I think we are missing the point of the song, this is about a people decimated, still hanging on to cultural traditions spite all of the popular culture mockery and commercial expoltaion of their own. Peter paints a pitcure of while the Geronimo's diso and Sit n Bull steak house exist. Their are still Native Americans "holding the line" this is a reference to, not letting go of your culture. It is a life line. He states at the end of this song, separately for emphasize "We will walk on the land We will breathe of the air We drink from the stream we will live Hold the line.
- Luey Grimm, Atlanta, GA
So what if Gabriel skirtted around the Native American facts of the area, the emotion and spirtual content of the song still shines through. Don't let technicallities cloud the soulful meaning...enjoy it all the same.

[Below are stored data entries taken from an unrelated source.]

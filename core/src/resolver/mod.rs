//! Recipient resolver / channel cache
//!
//! Maps a user identity to its private delivery channel. Cache hits
//! return immediately; a miss triggers one channel-creation call no
//! matter how many resolves race for the same user (single-flight:
//! later callers wait on the first flight and read its result).
//!
//! Entries are never evicted on success. A fatal delivery failure that
//! marks the channel stale invalidates the entry so the next resolve
//! re-creates it. Mappings are written through to the session database
//! and warm-loaded on startup.

use std::collections::HashMap;
use std::sync::Arc;

use tokio::sync::{Mutex, RwLock};
use tracing::{debug, info, warn};

use crate::client::{MatrixClient, ResolveError};
use crate::data::{load_channels, remove_channel, set_channel_encrypted, upsert_channel};
use crate::gateway::{current_timestamp, ChannelId};

/// One cached recipient -> channel entry
#[derive(Debug, Clone)]
pub struct CacheEntry {
    pub channel: ChannelId,
    pub encrypted: bool,
    pub verified_at: i64,
}

/// The channel cache
pub struct ChannelCache {
    /// user id -> cached entry
    entries: RwLock<HashMap<String, CacheEntry>>,
    /// Arena of per-user creation locks; created on demand, never
    /// removed (bounded by the number of distinct recipients contacted)
    flights: Mutex<HashMap<String, Arc<Mutex<()>>>>,
}

impl Default for ChannelCache {
    fn default() -> Self {
        Self::new()
    }
}

impl ChannelCache {
    pub fn new() -> Self {
        Self {
            entries: RwLock::new(HashMap::new()),
            flights: Mutex::new(HashMap::new()),
        }
    }

    /// Warm the cache from the session database.
    pub async fn warm_from_db(&self, client: &MatrixClient) {
        let records = {
            let conn = client.db().lock().await;
            match load_channels(&conn) {
                Ok(records) => records,
                Err(e) => {
                    warn!(error = %e, "failed to load channel cache from database");
                    return;
                }
            }
        };

        if records.is_empty() {
            return;
        }

        let mut entries = self.entries.write().await;
        for record in &records {
            entries.insert(
                record.user_id.clone(),
                CacheEntry {
                    channel: ChannelId::new(record.channel_id.clone()),
                    encrypted: record.encrypted,
                    verified_at: record.verified_at,
                },
            );
        }
        info!(count = records.len(), "channel cache warmed from database");
    }

    /// Resolve a user to its private channel, creating one on first
    /// contact. Concurrent calls for the same user collapse into one
    /// creation call.
    pub async fn resolve(
        &self,
        client: &MatrixClient,
        user_id: &str,
    ) -> Result<ChannelId, ResolveError> {
        if let Some(entry) = self.get(user_id).await {
            return Ok(entry.channel);
        }

        let flight = self.flight_lock(user_id).await;
        let _guard = flight.lock().await;

        // The first flight may have populated the cache while we waited
        if let Some(entry) = self.get(user_id).await {
            debug!(user_id = %user_id, "channel resolved by concurrent flight");
            return Ok(entry.channel);
        }

        let channel = client.create_private_channel(user_id).await?;
        self.insert(client, user_id, channel.clone(), false).await;
        Ok(channel)
    }

    /// Look up a cached entry.
    pub async fn get(&self, user_id: &str) -> Option<CacheEntry> {
        self.entries.read().await.get(user_id).cloned()
    }

    /// Insert an entry and write it through to the database.
    pub async fn insert(
        &self,
        client: &MatrixClient,
        user_id: &str,
        channel: ChannelId,
        encrypted: bool,
    ) {
        {
            let mut entries = self.entries.write().await;
            entries.insert(
                user_id.to_string(),
                CacheEntry {
                    channel: channel.clone(),
                    encrypted,
                    verified_at: current_timestamp(),
                },
            );
        }
        let conn = client.db().lock().await;
        if let Err(e) = upsert_channel(&conn, user_id, channel.as_str(), encrypted) {
            warn!(user_id = %user_id, error = %e, "failed to persist channel cache entry");
        }
    }

    /// Invalidate whichever entry points at a stale channel.
    ///
    /// Called when a delivery fails fatally with a channel-gone
    /// classification; the next resolve for that user re-creates.
    pub async fn invalidate_channel(&self, client: &MatrixClient, channel: &ChannelId) {
        let user_id = {
            let mut entries = self.entries.write().await;
            let user_id = entries
                .iter()
                .find(|(_, entry)| &entry.channel == channel)
                .map(|(user, _)| user.clone());
            if let Some(ref user) = user_id {
                entries.remove(user);
            }
            user_id
        };

        if let Some(user_id) = user_id {
            info!(user_id = %user_id, channel = %channel, "invalidated stale channel");
            let conn = client.db().lock().await;
            if let Err(e) = remove_channel(&conn, &user_id) {
                warn!(user_id = %user_id, error = %e, "failed to remove stale channel entry");
            }
        }
    }

    /// Record that a channel announced encryption being enabled.
    pub async fn mark_encrypted(&self, client: &MatrixClient, channel: &ChannelId) {
        {
            let mut entries = self.entries.write().await;
            for entry in entries.values_mut() {
                if &entry.channel == channel {
                    entry.encrypted = true;
                }
            }
        }
        let conn = client.db().lock().await;
        if let Err(e) = set_channel_encrypted(&conn, channel.as_str()) {
            warn!(channel = %channel, error = %e, "failed to persist encryption flag");
        }
    }

    /// Number of cached entries.
    pub async fn len(&self) -> usize {
        self.entries.read().await.len()
    }

    pub async fn is_empty(&self) -> bool {
        self.entries.read().await.is_empty()
    }

    async fn flight_lock(&self, user_id: &str) -> Arc<Mutex<()>> {
        let mut flights = self.flights.lock().await;
        flights
            .entry(user_id.to_string())
            .or_insert_with(|| Arc::new(Mutex::new(())))
            .clone()
    }
}

#[cfg(test)]
mod tests {
    use super::*;
    use crate::client::MatrixClient;
    use crate::gateway::GatewayConfig;
    use crate::testing::MockTransport;

    use rusqlite::Connection;
    use std::time::Duration;
    use tokio::sync::Mutex as TokioMutex;

    async fn test_client(mock: Arc<MockTransport>) -> Arc<MatrixClient> {
        let conn = Connection::open_in_memory().unwrap();
        crate::data::create_all_tables(&conn).unwrap();
        let db = Arc::new(TokioMutex::new(conn));
        let config = GatewayConfig::for_testing();
        Arc::new(
            MatrixClient::connect(mock, db, &config)
                .await
                .expect("mock connect"),
        )
    }

    #[tokio::test]
    async fn test_resolve_hits_cache_after_first_create() {
        let mock = Arc::new(MockTransport::new());
        let client = test_client(mock.clone()).await;
        let cache = ChannelCache::new();

        let first = cache.resolve(&client, "@alice:example.org").await.unwrap();
        let second = cache.resolve(&client, "@alice:example.org").await.unwrap();

        assert_eq!(first, second);
        assert_eq!(mock.create_calls(), 1);
        assert_eq!(cache.len().await, 1);
    }

    #[tokio::test]
    async fn test_concurrent_resolves_single_flight() {
        let mock = Arc::new(MockTransport::new());
        mock.set_create_delay(Duration::from_millis(50));
        let client = test_client(mock.clone()).await;
        let cache = Arc::new(ChannelCache::new());

        let mut handles = Vec::new();
        for _ in 0..8 {
            let cache = cache.clone();
            let client = client.clone();
            handles.push(tokio::spawn(async move {
                cache.resolve(&client, "@alice:example.org").await
            }));
        }

        let mut channels = Vec::new();
        for handle in handles {
            channels.push(handle.await.unwrap().unwrap());
        }

        // Exactly one creation call; every caller got the same channel
        assert_eq!(mock.create_calls(), 1);
        assert!(channels.windows(2).all(|w| w[0] == w[1]));
    }

    #[tokio::test]
    async fn test_distinct_users_get_distinct_channels() {
        let mock = Arc::new(MockTransport::new());
        let client = test_client(mock.clone()).await;
        let cache = ChannelCache::new();

        let a = cache.resolve(&client, "@a:example.org").await.unwrap();
        let b = cache.resolve(&client, "@b:example.org").await.unwrap();

        assert_ne!(a, b);
        assert_eq!(mock.create_calls(), 2);
    }

    #[tokio::test]
    async fn test_invalidate_then_recreate() {
        let mock = Arc::new(MockTransport::new());
        let client = test_client(mock.clone()).await;
        let cache = ChannelCache::new();

        let first = cache.resolve(&client, "@alice:example.org").await.unwrap();
        cache.invalidate_channel(&client, &first).await;
        assert!(cache.get("@alice:example.org").await.is_none());

        let second = cache.resolve(&client, "@alice:example.org").await.unwrap();
        assert_ne!(first, second);
        assert_eq!(mock.create_calls(), 2);
    }

    #[tokio::test]
    async fn test_write_through_persists_entries() {
        let mock = Arc::new(MockTransport::new());
        let client = test_client(mock.clone()).await;
        let cache = ChannelCache::new();

        let channel = cache.resolve(&client, "@alice:example.org").await.unwrap();

        let conn = client.db().lock().await;
        let records = crate::data::load_channels(&conn).unwrap();
        assert_eq!(records.len(), 1);
        assert_eq!(records[0].user_id, "@alice:example.org");
        assert_eq!(records[0].channel_id, channel.as_str());
    }

    #[tokio::test]
    async fn test_warm_from_db() {
        let mock = Arc::new(MockTransport::new());
        let client = test_client(mock.clone()).await;

        {
            let conn = client.db().lock().await;
            crate::data::upsert_channel(&conn, "@old:example.org", "!dm:example.org", true)
                .unwrap();
        }

        let cache = ChannelCache::new();
        cache.warm_from_db(&client).await;

        let entry = cache.get("@old:example.org").await.unwrap();
        assert_eq!(entry.channel.as_str(), "!dm:example.org");
        assert!(entry.encrypted);

        // Warm entry short-circuits creation entirely
        let resolved = cache.resolve(&client, "@old:example.org").await.unwrap();
        assert_eq!(resolved.as_str(), "!dm:example.org");
        assert_eq!(mock.create_calls(), 0);
    }

    #[tokio::test]
    async fn test_mark_encrypted_updates_entry() {
        let mock = Arc::new(MockTransport::new());
        let client = test_client(mock.clone()).await;
        let cache = ChannelCache::new();

        let channel = cache.resolve(&client, "@alice:example.org").await.unwrap();
        assert!(!cache.get("@alice:example.org").await.unwrap().encrypted);

        cache.mark_encrypted(&client, &channel).await;
        assert!(cache.get("@alice:example.org").await.unwrap().encrypted);
    }

    #[tokio::test]
    async fn test_recipient_unknown_not_cached() {
        let mock = Arc::new(MockTransport::new());
        mock.fail_create_with_unknown_user();
        let client = test_client(mock.clone()).await;
        let cache = ChannelCache::new();

        let err = cache
            .resolve(&client, "@ghost:example.org")
            .await
            .unwrap_err();
        assert!(matches!(err, ResolveError::RecipientUnknown(_)));
        assert!(cache.is_empty().await);
    }
}
//! Database schema

use rusqlite::Connection;

/// Create all tables if they do not exist yet.
pub fn create_all_tables(conn: &Connection) -> Result<(), rusqlite::Error> {
    conn.execute_batch(
        "
        CREATE TABLE IF NOT EXISTS session (
            id INTEGER PRIMARY KEY CHECK (id = 1),
            user_id TEXT NOT NULL,
            device_id TEXT NOT NULL,
            access_token TEXT NOT NULL,
            since TEXT,
            updated_at INTEGER NOT NULL
        );

        CREATE TABLE IF NOT EXISTS channels (
            user_id TEXT PRIMARY KEY,
            channel_id TEXT NOT NULL,
            encrypted INTEGER NOT NULL DEFAULT 0,
            verified_at INTEGER NOT NULL
        );
        ",
    )
}

#[cfg(test)]
mod tests {
    use super::*;

    #[test]
    fn test_create_all_tables() {
        let conn = Connection::open_in_memory().unwrap();
        create_all_tables(&conn).unwrap();

        let count: i64 = conn
            .query_row(
                "SELECT COUNT(*) FROM sqlite_master WHERE type = 'table'
                 AND name IN ('session', 'channels')",
                [],
                |row| row.get(0),
            )
            .unwrap();
        assert_eq!(count, 2);
    }

    #[test]
    fn test_create_is_idempotent() {
        let conn = Connection::open_in_memory().unwrap();
        create_all_tables(&conn).unwrap();
        create_all_tables(&conn).unwrap();
    }

    #[test]
    fn test_session_is_single_row() {
        let conn = Connection::open_in_memory().unwrap();
        create_all_tables(&conn).unwrap();

        conn.execute(
            "INSERT INTO session (id, user_id, device_id, access_token, since, updated_at)
             VALUES (1, '@a:x', 'DEV', 'tok', NULL, 0)",
            [],
        )
        .unwrap();

        // A second row violates the id check constraint
        let second = conn.execute(
            "INSERT INTO session (id, user_id, device_id, access_token, since, updated_at)
             VALUES (2, '@b:x', 'DEV2', 'tok2', NULL, 0)",
            [],
        );
        assert!(second.is_err());
    }
}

- Julie, Niagara Falls, ON
"Hold the line..." In ancient mythology, common to many tribal cultures, was the belief that a heavenly chord/rope/line descended from heaven which allowed communication with the divine. This chord/line was tragically lost due to some human accident/stupidity. The message of the song is that the ancient wisdom is also being lost due to the blunders/ignorance of modern man--like at San Jacinto--but it is still attainable if you reach out for it as the ancestors did. He who grabs hold of the line is pulled up to the higher place of existence. That's why PG flashes the torch light around into the audience during the song--its symbolic of the heavenly line appearing for anyone who can still see it to grab hold..
- Steve, Kansas City, KS
One of Gabriel's most powerful pieces. Sycamore, there's no mention of Apache or Buffalo, just Buffalo robe. I see no reason a buffalo hide couldn't be traded down into the southwest. Having spent some time in my youth both in Palm Springs and in Idyllwild, this song always evokes vivid imagery. Good for the Indian folks there. They are using a casino as a bridge to the time when they may once again live with their land, when our Cargo culture fades...
- Craig, Missoula, MT
The first time I heard this song, I was wondering where San Jacinto could be. It was obviosly a place. Then, when I looked on Google Maps, both results were roads, one in Texas, and the other in Cuba. I geusse they missed the moutains.

It is a great song.
- Ben, Pelham, ON
I have listened to these lyrics over and over again and, notwithstanding the purported origins of the song from Gabriel himself, the line " I hold the line, the line of strength that pulls me through the fear" can only be interpreted to be part of a battle. The aspiration of the first person storyteller can only be to not fail his comrades by breaking the line. I too am confused be the references to Southwest Indians and buffalo which were only hunted by the northern plains Indians, and held in especially high esteem by the Sioux. Poison rituals were often part of pre-battle preparations as medicine men would take poison (i.e. potent and deadly natural drugs) to see visions and help in planning for an auspicious outcome to the forthcoming battle. So Gabriel's lyrics are unclear as to what he is extolling, the virtue of bravery in battle or the triumph of willpower over fear and poison.
- Bear, Gainesville, FL
I live in San Jacinto, California. Palm Springs is on the other side of the mountain. the Indians have a reservation at the base of the mountain, with a large Casino and are quite rich, they dont care about spirits, I know because I have many friends in the tribe.
- Steven, San Jacinto, CA
I saw an interview where Peter tells the story of meeting an elderly, Apache Indian in the midwest.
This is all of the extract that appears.